全く、意図が読めない。不可解な行動の真意を問いただそうと口を開こうとした時には、もうメリヒムは扉に向けて歩を進めていた。
「シロ‥‥‥」
「シャナ」
呼び掛ける声を制して、メリヒムから呼び掛けられた。
「覚えておけ」
振り向きもしない。そのまま扉を開いて、出ていく。
「忘れるな」
それだけを、言い置いて。
「‥‥‥‥‥‥‥」
『星黎殿』の至る所で、やけに熱の籠もった声が上がる。
「聞いたか!? 『緋願花』のお三方の活躍を!」
こんな雰囲気は、自分の知る限りでは初めてだ。
「おうよ! 討滅の道具共も一網打尽さ!」
『仮装舞踏会』自体がこれほどの動きを見せる事自体が、数百年ぶりなのだ。
(おそらく、『天道宮』を使ってこの『星黎殿』に侵入を企てた連中と『緋願花』の戦いの影響なのだろうな‥‥‥)
情報を無闇に漏洩しているわけではない。

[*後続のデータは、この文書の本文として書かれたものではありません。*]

use rand::Rng;

const TOKEN_LEN: usize = 21;
const TOKEN_ALPHABET: &[u8] =
    b"ABCDEFGHIJKLMNOPQRSTUVWXYZabcdefghijklmnopqrstuvwxyz0123456789-_";

/// Opaque, URL-safe token mailed to a new account.
pub fn generate_token() -> String {
    let mut rng = rand::thread_rng();
    (0..TOKEN_LEN)
        .map(|_| TOKEN_ALPHABET[rng.gen_range(0..TOKEN_ALPHABET.len())] as char)
        .collect()
}

/// Gravatar URL used until the user uploads an avatar.
pub fn default_avatar_url(email: &str) -> String {
    let digest = md5::compute(email.trim().to_lowercase().as_bytes());
    format!("https://www.gravatar.com/avatar/{:x}?s=200&r=pg&d=mm", digest)
}

#[cfg(test)]
mod tests {
    use super::*;

    #[test]
    fn token_shape() {
        let t = generate_token();
        assert_eq!(t.len(), TOKEN_LEN);
        assert!(t
            .chars()
            .all(|c| c.is_ascii_alphanumeric() || c == '-' || c == '_'));
    }

    #[test]
    fn tokens_differ() {
        assert_ne!(generate_token(), generate_token());
    }

    #[test]
    fn gravatar_is_deterministic_and_normalized() {
        let a = default_avatar_url("A@X.com ");
        let b = default_avatar_url("a@x.com");
        assert_eq!(a, b);
        assert!(a.starts_with("https://www.gravatar.com/avatar/"));
        assert!(a.ends_with("?s=200&r=pg&d=mm"));
        assert_ne!(a, default_avatar_url("b@x.com"));
    }

    #[test]
    fn gravatar_hash_matches_md5() {
        // md5("") is the well-known empty digest
        assert_eq!(
            default_avatar_url(""),
            "https://www.gravatar.com/avatar/d41d8cd98f00b204e9800998ecf8427e?s=200&r=pg&d=mm"
        );
    }
}
use std::{fmt, str::FromStr};

use serde::{Deserialize, Serialize};
use sqlx::FromRow;
use time::OffsetDateTime;
use uuid::Uuid;

/// Subscription tier.
#[derive(Debug, Clone, Copy, Default, Serialize, Deserialize, PartialEq, Eq)]
#[serde(rename_all = "lowercase")]
pub enum Subscription {
    #[default]
    Starter,
    Pro,
    Business,
}

impl Subscription {
    pub fn as_str(&self) -> &'static str {
        match self {
            Subscription::Starter => "starter",
            Subscription::Pro => "pro",
            Subscription::Business => "business",
        }
    }
}

impl fmt::Display for Subscription {
    fn fmt(&self, f: &mut fmt::Formatter<'_>) -> fmt::Result {
        f.write_str(self.as_str())
    }
}

impl FromStr for Subscription {
    type Err = String;

    fn from_str(s: &str) -> Result<Self, Self::Err> {
        match s {
            "starter" => Ok(Subscription::Starter),
            "pro" => Ok(Subscription::Pro),
            "business" => Ok(Subscription::Business),
            other => Err(format!("unknown subscription '{}'", other)),
        }
    }
}

/// Row as stored in `users`.
#[derive(Debug, FromRow)]
pub struct UserRow {
    pub id: Uuid,
    pub email: String,
    pub password_hash: String,
    pub subscription: String,
    pub avatar_url: String,
    pub verification_token: Option<String>,
    pub verified: bool,
    pub session_token: Option<String>,
    pub created_at: OffsetDateTime,
}

/// User record.
#[derive(Debug, Clone)]
pub struct User {
    pub id: Uuid,
    pub email: String,
    pub password_hash: String, // argon2 PHC string
    pub subscription: Subscription,
    pub avatar_url: String,
    pub verification_token: Option<String>, // cleared once verified
    pub verified: bool,
    pub session_token: Option<String>, // single live bearer token
    pub created_at: OffsetDateTime,
}

impl From<UserRow> for User {
    fn from(r: UserRow) -> Self {
        Self {
            id: r.id,
            email: r.email,
            password_hash: r.password_hash,
            // the column carries a CHECK constraint, so unknown values never appear
            subscription: r.subscription.parse().unwrap_or_default(),
            avatar_url: r.avatar_url,
            verification_token: r.verification_token,
            verified: r.verified,
            session_token: r.session_token,
            created_at: r.created_at,
        }
    }
}

/// Fields supplied when inserting a user.
#[derive(Debug, Clone)]
pub struct NewUser {
    pub email: String,
    pub password_hash: String,
    pub subscription: Subscription,
    pub avatar_url: String,
    pub verification_token: String,
}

『天道宮』の秘密について知っている者はほんの一握りだろう。
だが、その辺りの事実は伏せたまま、『緋願花』の活躍を広め、全体の士気の向上を促している。
(さすがは参謀閣下、といったところですか)
いや、そんな『事実』を生み出した『緋願花』こそを評すべきか。
いずれにしろ、その効果は絶大だ。
(無理もない)
と思う。
「はっはっは! 『炎髪灼眼』何するものぞ! 我らには『創造神』様が付いておられる!」
「全くだ! 我々を阻めるものなど何一つありはしない!」
盟主達が制した使い手のいずれもが世に名立たる強者。
中でも『炎髪灼眼の討ち手』の脅威は、『大戦』以前からの古参ならば『天罰狂いの女騎士』の悪夢として嫌というほど理解している。

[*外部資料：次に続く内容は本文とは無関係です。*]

use std::time::Duration;

use axum::extract::FromRef;
use jsonwebtoken::{decode, encode, DecodingKey, EncodingKey, Header, Validation};
use time::{Duration as TimeDuration, OffsetDateTime};
use tracing::debug;
use uuid::Uuid;

use super::claims::Claims;
use crate::{config::JwtConfig, state::AppState};

/// Signing and verification keys with issuer data.
#[derive(Clone)]
pub struct JwtKeys {
    pub encoding: EncodingKey,
    pub decoding: DecodingKey,
    pub issuer: String,
    pub audience: String,
    pub ttl: Duration,
}

impl From<&JwtConfig> for JwtKeys {
    fn from(cfg: &JwtConfig) -> Self {
        Self {
            encoding: EncodingKey::from_secret(cfg.secret.as_bytes()),
            decoding: DecodingKey::from_secret(cfg.secret.as_bytes()),
            issuer: cfg.issuer.clone(),
            audience: cfg.audience.clone(),
            ttl: Duration::from_secs((cfg.ttl_hours.max(0) as u64) * 60 * 60),
        }
    }
}

impl FromRef<AppState> for JwtKeys {
    fn from_ref(state: &AppState) -> Self {
        JwtKeys::from(&state.config.jwt)
    }
}

impl JwtKeys {
    pub fn sign(&self, user_id: Uuid, email: &str) -> anyhow::Result<String> {
        let now = OffsetDateTime::now_utc();
        let exp = now + TimeDuration::seconds(self.ttl.as_secs() as i64);
        let claims = Claims {
            sub: user_id,
            email: email.to_string(),
            iat: now.unix_timestamp() as usize,
            exp: exp.unix_timestamp() as usize,
            iss: self.issuer.clone(),
            aud: self.audience.clone(),
        };
        let token = encode(&Header::default(), &claims, &self.encoding)?;
        debug!(user_id = %user_id, "jwt signed");
        Ok(token)
    }

    pub fn verify(&self, token: &str) -> anyhow::Result<Claims> {
        let mut validation = Validation::default();
        validation.set_audience(std::slice::from_ref(&self.audience));
        validation.set_issuer(std::slice::from_ref(&self.issuer));
        let data = decode::<Claims>(token, &self.decoding, &validation)?;
        debug!(user_id = %data.claims.sub, "jwt verified");
        Ok(data.claims)
    }
}

#[cfg(test)]
mod tests {
    use super::*;

    fn make_keys(secret: &str, issuer: &str, audience: &str) -> JwtKeys {
        JwtKeys::from(&JwtConfig {
            secret: secret.into(),
            issuer: issuer.into(),
            audience: audience.into(),
            ttl_hours: 23,
        })
    }

    #[test]
    fn sign_and_verify_roundtrip() {
        let keys = make_keys("dev-secret", "test-issuer", "test-aud");
        let user_id = Uuid::new_v4();
        let token = keys.sign(user_id, "a@x.com").expect("sign");
        let claims = keys.verify(&token).expect("verify");
        assert_eq!(claims.sub, user_id);
        assert_eq!(claims.email, "a@x.com");
        assert_eq!(claims.iss, "test-issuer");
        assert_eq!(claims.aud, "test-aud");
    }

    #[test]
    fn expiry_is_twenty_three_hours() {
        let keys = make_keys("dev-secret", "iss", "aud");
        let token = keys.sign(Uuid::new_v4(), "a@x.com").expect("sign");
        let claims = keys.verify(&token).expect("verify");
        assert_eq!(claims.exp - claims.iat, 23 * 60 * 60);
    }

    #[test]
    fn verify_rejects_wrong_issuer_or_audience() {
        let good = make_keys("same-secret", "good-iss", "good-aud");
        let bad = make_keys("same-secret", "bad-iss", "bad-aud");
        let token = good.sign(Uuid::new_v4(), "a@x.com").expect("sign");
        assert!(bad.verify(&token).is_err());
    }

    #[test]
    fn verify_rejects_foreign_secret() {
        let ours = make_keys("ours", "iss", "aud");
        let theirs = make_keys("theirs", "iss", "aud");
        let token = theirs.sign(Uuid::new_v4(), "a@x.com").expect("sign");
        assert!(ours.verify(&token).is_err());
    }
}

そして、そんな古参の猛者達の騒ぎが、ピラミッド式に部下達にも広まっていく。
子供のようにはしゃぐ構成員達の様を微笑ましく見ながら、気になる事もあった。
『天道宮』の上空にて『緋願花』と相対した者達の中に、それまで聞かなかった、それでいて聞き逃せない名前が、あった。
("虹の翼"‥‥メリヒム)
(シロはあの時、何を伝えたかった?)
ホテルのベッドに寝転がりながら、メリヒムに握られた手を、握り、開き、握り、また開く。
『覚えておけ』
『忘れるな』
(‥‥‥どこかで、聞いた事がある)
いや、それだけではない。その前、握られた手、"あそこ"に在ったものは、初めてのものではなかった。
(シロに手を握られた事なんか、そんな何度もあるわけない)
と、断言できる。
戦いの師、そして弟子としての十数年だったのだ。
たとえ接触があったとしてもそれは、"握られた"のではなく"掴まれた"というべきだろう。
(あの言葉も‥‥‥)
メリヒムは、白骨となっていた時に言葉を発した事は一度としてない。
ならばやはり、今の姿を見せた後‥‥‥
(あっ!)
思い、出した。
『手、握ってくれ』
『覚えておけ。ここにあるものは、"紅世の王"さえ一撃で虜にする力を生む、この世で最強の自在法だ』
『いつか、自分で、見つけろ‥‥‥』
(‥‥‥あの時だ)
崩れ落ちる『天道宮』、"フレイムヘイズを目指す日々"の最期に待っていた初めての"真剣勝負"。
そして、別れの時。
(そうだ、あの時だ)
消えゆくメリヒムが、最期に伝えようとしてくれた『何か』。
あの時と同じ言葉、同じ、手。
あの行為は、メリヒムが自分にしたわけではない。自分がした事を、メリヒムが導いてくれたもの。
それをなぞるように、自分も手を握ってみる。
硬く、強く‥‥
(違う‥‥‥こうじゃない)
また開いて、今度は柔らかく優しく、握り締める。
(そう、"これ"だ)
温かい、手だった。
"ここ"に在る"何か"を、メリヒムは自分に教えようとしてくれた。
きっとそれには、とても大切な意味がある。
最期の時、そう確信していた時に伝えられた事。
そして、今というこの時に再び指し示された事。